Final answer:
The sliding distance of the box can be calculated using the principles of conservation of energy and the work-energy theorem, considering the initial kinetic energy and the work done against the force of kinetic friction.
Step-by-step explanation:
Calculating the Sliding Distance of a Box on an Inclined Plane
To determine how far the box slides, we can use the principles of conservation of energy and the work-energy theorem. The initial kinetic energy of the box is transformed into work done against friction. The work done by friction is equal to the force of friction times the distance the box slides. We start with calculating the force of kinetic friction, which is μ_k (coefficient of kinetic friction) times the normal force. The normal force is the component of the box's weight perpendicular to the inclined plane, calculated as m*g*cos(θ), where m is the mass of the object, g is the acceleration due to gravity, and θ is the angle of the incline.

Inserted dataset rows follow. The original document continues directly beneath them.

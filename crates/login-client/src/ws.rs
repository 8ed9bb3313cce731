//! WebSocket transport over `tokio-tungstenite`.

use std::sync::atomic::{AtomicBool, Ordering};
use std::sync::Arc;

use futures_util::{SinkExt, StreamExt};
use tokio::sync::mpsc;
use tokio_tungstenite::connect_async;
use tokio_tungstenite::tungstenite::Message;
use tracing::{debug, info, warn};

use crate::error::{ClientError, ClientResult};
use crate::transport::{Transport, TransportConnection, TransportEvent, TransportSink};

enum Outgoing {
    Text(String),
    Close,
}

/// Production [`Transport`]: one background task per connection.
#[derive(Debug, Clone, Default)]
pub struct WsTransport;

impl WsTransport {
    pub fn new() -> Self {
        Self
    }
}

impl Transport for WsTransport {
    fn open(&self, url: &str) -> TransportConnection {
        let (event_tx, events) = mpsc::unbounded_channel();
        let (out_tx, out_rx) = mpsc::unbounded_channel();
        let open = Arc::new(AtomicBool::new(false));

        tokio::spawn(run_socket(url.to_string(), open.clone(), out_rx, event_tx));

        TransportConnection {
            sink: Box::new(WsSink { open, out_tx }),
            events,
        }
    }
}

struct WsSink {
    open: Arc<AtomicBool>,
    out_tx: mpsc::UnboundedSender<Outgoing>,
}

impl TransportSink for WsSink {
    fn is_open(&self) -> bool {
        self.open.load(Ordering::SeqCst)
    }

    fn send(&self, text: String) -> ClientResult<()> {
        if !self.is_open() {
            return Err(ClientError::Transport("socket is not open".to_string()));
        }
        self.out_tx
            .send(Outgoing::Text(text))
            .map_err(|_| ClientError::Transport("socket task has stopped".to_string()))
    }

    fn close(&self) {
        self.open.store(false, Ordering::SeqCst);
        let _ = self.out_tx.send(Outgoing::Close);
    }
}

async fn run_socket(
    url: String,
    open: Arc<AtomicBool>,
    mut out_rx: mpsc::UnboundedReceiver<Outgoing>,
    event_tx: mpsc::UnboundedSender<TransportEvent>,
) {
    debug!(url = %url, "Opening socket");

    let stream = tokio::select! {
        result = connect_async(url.as_str()) => match result {
            Ok((stream, _)) => stream,
            Err(e) => {
                warn!(url = %url, error = %e, "Socket connect failed");
                let _ = event_tx.send(TransportEvent::Closed {
                    reason: Some(e.to_string()),
                });
                return;
            }
        },
        // Closed (or dropped) before the handshake finished.
        _ = out_rx.recv() => {
            let _ = event_tx.send(TransportEvent::Closed {
                reason: Some("closed before open".to_string()),
            });
            return;
        }
    };

    let (mut write, mut read) = stream.split();
    open.store(true, Ordering::SeqCst);
    info!(url = %url, "Socket open");
    let _ = event_tx.send(TransportEvent::Opened);

    let reason = loop {
        tokio::select! {
            outgoing = out_rx.recv() => match outgoing {
                Some(Outgoing::Text(text)) => {
                    if let Err(e) = write.send(Message::Text(text.into())).await {
                        warn!(error = %e, "Socket write failed");
                        break Some(e.to_string());
                    }
                }
                Some(Outgoing::Close) | None => {
                    let _ = write.send(Message::Close(None)).await;
                    break None;
                }
            },
            incoming = read.next() => match incoming {
                Some(Ok(Message::Text(text))) => {
                    let _ = event_tx.send(TransportEvent::Message(text.to_string()));
                }
                Some(Ok(Message::Ping(data))) => {
                    let _ = write.send(Message::Pong(data)).await;
                }
                Some(Ok(Message::Close(frame))) => {
                    break frame.map(|f| f.reason.to_string());
                }
                Some(Ok(_)) => {}
                Some(Err(e)) => {
                    warn!(error = %e, "Socket read failed");
                    break Some(e.to_string());
                }
                None => break None,
            },
        }
    };

    open.store(false, Ordering::SeqCst);
    info!(reason = ?reason, "Socket closed");
    let _ = event_tx.send(TransportEvent::Closed { reason });
}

With given values: m = 17.6 kg, μ_k = 0.48, θ = 19°, βi = 2.25 m/s, and g = 9.8 m/s², we can calculate the force of kinetic friction (ƒ_k).
The component of gravity along the incline is m*g*sin(θ), and we know that the box stops when its initial kinetic energy is equal to the work done by friction. So, from the equation:
Kinetic Energy_initial = Work_friction,
½*m*βi^2 = ƒ_k * distance,
½*17.6 kg*(2.25 m/s)^2 = (0.48*17.6 kg*9.8 m/s²*cos(19°)) * distance,
We can then solve for the distance the box slides. After calculation, we obtain the sliding distance x.